Assigned task
Identify, in the records below, every line where the string "struct" appears, and copy each such line.

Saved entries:
>>>>

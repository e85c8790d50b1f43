//! JSON Lines session output

use ao_storage::{Formatter, Session};
use std::io::Write;

/// Writes each session as a single JSON object followed by a newline
///
/// Output is what `Storage::read_session` decodes.
#[derive(Debug, Clone, Default)]
pub struct JsonlFormatter {
    /// Indent the JSON. Indented output spans several lines and is no longer
    /// readable as JSONL.
    pub pretty: bool,
}

impl JsonlFormatter {
    pub fn new() -> Self {
        Self { pretty: false }
    }
}

impl Formatter for JsonlFormatter {
    fn format(&self, w: &mut dyn Write, session: &Session) -> anyhow::Result<()> {
        if self.pretty {
            serde_json::to_writer_pretty(&mut *w, session)?;
        } else {
            serde_json::to_writer(&mut *w, session)?;
        }
        w.write_all(b"\n")?;
        Ok(())
    }

    fn extension(&self) -> &str {
        "jsonl"
    }
}
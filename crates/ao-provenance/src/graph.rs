//! Queries over the provenance ledger

use crate::lineage::Lineage;
use ao_storage::{read_jsonl, ProvenanceRecord, SOURCE_TRANSCRIPT};
use serde::Serialize;
use std::collections::{BTreeMap, HashSet};
use std::path::{Path, PathBuf};

/// Provenance chain for one artifact
#[derive(Debug, Clone, Serialize)]
pub struct TraceResult {
    pub artifact: String,
    /// Matching records, ledger order
    pub chain: Vec<ProvenanceRecord>,
    /// Transcript source paths found in the chain
    pub sources: Vec<String>,
}

/// Ledger summary
#[derive(Debug, Clone, Default, PartialEq, Serialize)]
pub struct ProvenanceStats {
    pub total_records: usize,
    pub artifact_types: BTreeMap<String, usize>,
    pub source_types: BTreeMap<String, usize>,
    pub unique_sessions: usize,
}

/// In-memory view of a provenance ledger
#[derive(Debug, Default)]
pub struct ProvenanceGraph {
    path: Option<PathBuf>,
    records: Vec<ProvenanceRecord>,
    lineage: Lineage,
}

impl ProvenanceGraph {
    /// Load a ledger file; a missing file gives an empty graph
    pub fn load(path: &Path) -> ao_storage::Result<Self> {
        let records: Vec<ProvenanceRecord> = read_jsonl(path)?;
        tracing::debug!(path = %path.display(), records = records.len(), "provenance ledger loaded");
        let mut graph = Self::from_records(records);
        graph.path = Some(path.to_path_buf());
        Ok(graph)
    }

    pub fn from_records(records: Vec<ProvenanceRecord>) -> Self {
        let lineage = Lineage::from_records(&records);
        Self {
            path: None,
            records,
            lineage,
        }
    }

    /// Ledger this graph was loaded from
    pub fn path(&self) -> Option<&Path> {
        self.path.as_deref()
    }

    pub fn records(&self) -> &[ProvenanceRecord] {
        &self.records
    }

    pub fn lineage(&self) -> &Lineage {
        &self.lineage
    }

    /// Records that produced `artifact_path`
    ///
    /// Paths match exactly or after making both absolute. When nothing
    /// matches, records are matched by file name alone.
    pub fn trace(&self, artifact_path: &str) -> TraceResult {
        let wanted = absolute(artifact_path);
        let mut chain: Vec<ProvenanceRecord> = self
            .records
            .iter()
            .filter(|r| r.artifact_path == artifact_path || absolute(&r.artifact_path) == wanted)
            .cloned()
            .collect();

        if chain.is_empty() {
            if let Some(name) = Path::new(artifact_path).file_name() {
                chain = self
                    .records
                    .iter()
                    .filter(|r| Path::new(&r.artifact_path).file_name() == Some(name))
                    .cloned()
                    .collect();
            }
        }

        let sources = chain
            .iter()
            .filter(|r| r.source_type == SOURCE_TRANSCRIPT)
            .map(|r| r.source_path.clone())
            .collect();

        TraceResult {
            artifact: artifact_path.to_string(),
            chain,
            sources,
        }
    }

    pub fn find_by_session(&self, session_id: &str) -> Vec<&ProvenanceRecord> {
        self.records
            .iter()
            .filter(|r| r.session_id.as_deref() == Some(session_id))
            .collect()
    }

    /// Records derived from `source_path` (exact or absolute match)
    pub fn find_by_source(&self, source_path: &str) -> Vec<&ProvenanceRecord> {
        let wanted = absolute(source_path);
        self.records
            .iter()
            .filter(|r| r.source_path == source_path || absolute(&r.source_path) == wanted)
            .collect()
    }

    pub fn stats(&self) -> ProvenanceStats {
        let mut stats = ProvenanceStats {
            total_records: self.records.len(),
            ..Default::default()
        };
        let mut sessions = HashSet::new();
        for record in &self.records {
            *stats
                .artifact_types
                .entry(record.artifact_type.clone())
                .or_insert(0) += 1;
            *stats
                .source_types
                .entry(record.source_type.clone())
                .or_insert(0) += 1;
            if let Some(session_id) = record.session_id.as_deref().filter(|s| !s.is_empty()) {
                sessions.insert(session_id);
            }
        }
        stats.unique_sessions = sessions.len();
        stats
    }

    /// Transitive sources of `artifact_path`, nearest first
    pub fn ancestors(&self, artifact_path: &str) -> Vec<String> {
        self.lineage.ancestors(artifact_path)
    }

    /// Original inputs behind `artifact_path`
    pub fn roots(&self, artifact_path: &str) -> Vec<String> {
        self.lineage.roots(artifact_path)
    }

    /// Everything derived from `source_path`
    pub fn descendants(&self, source_path: &str) -> Vec<String> {
        self.lineage.descendants(source_path)
    }
}

fn absolute(path: &str) -> PathBuf {
    std::path::absolute(path).unwrap_or_else(|_| PathBuf::from(path))
}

<<<<

Answer below
pub struct JsonlFormatter {
pub struct TraceResult {
pub struct ProvenanceStats {
pub struct ProvenanceGraph {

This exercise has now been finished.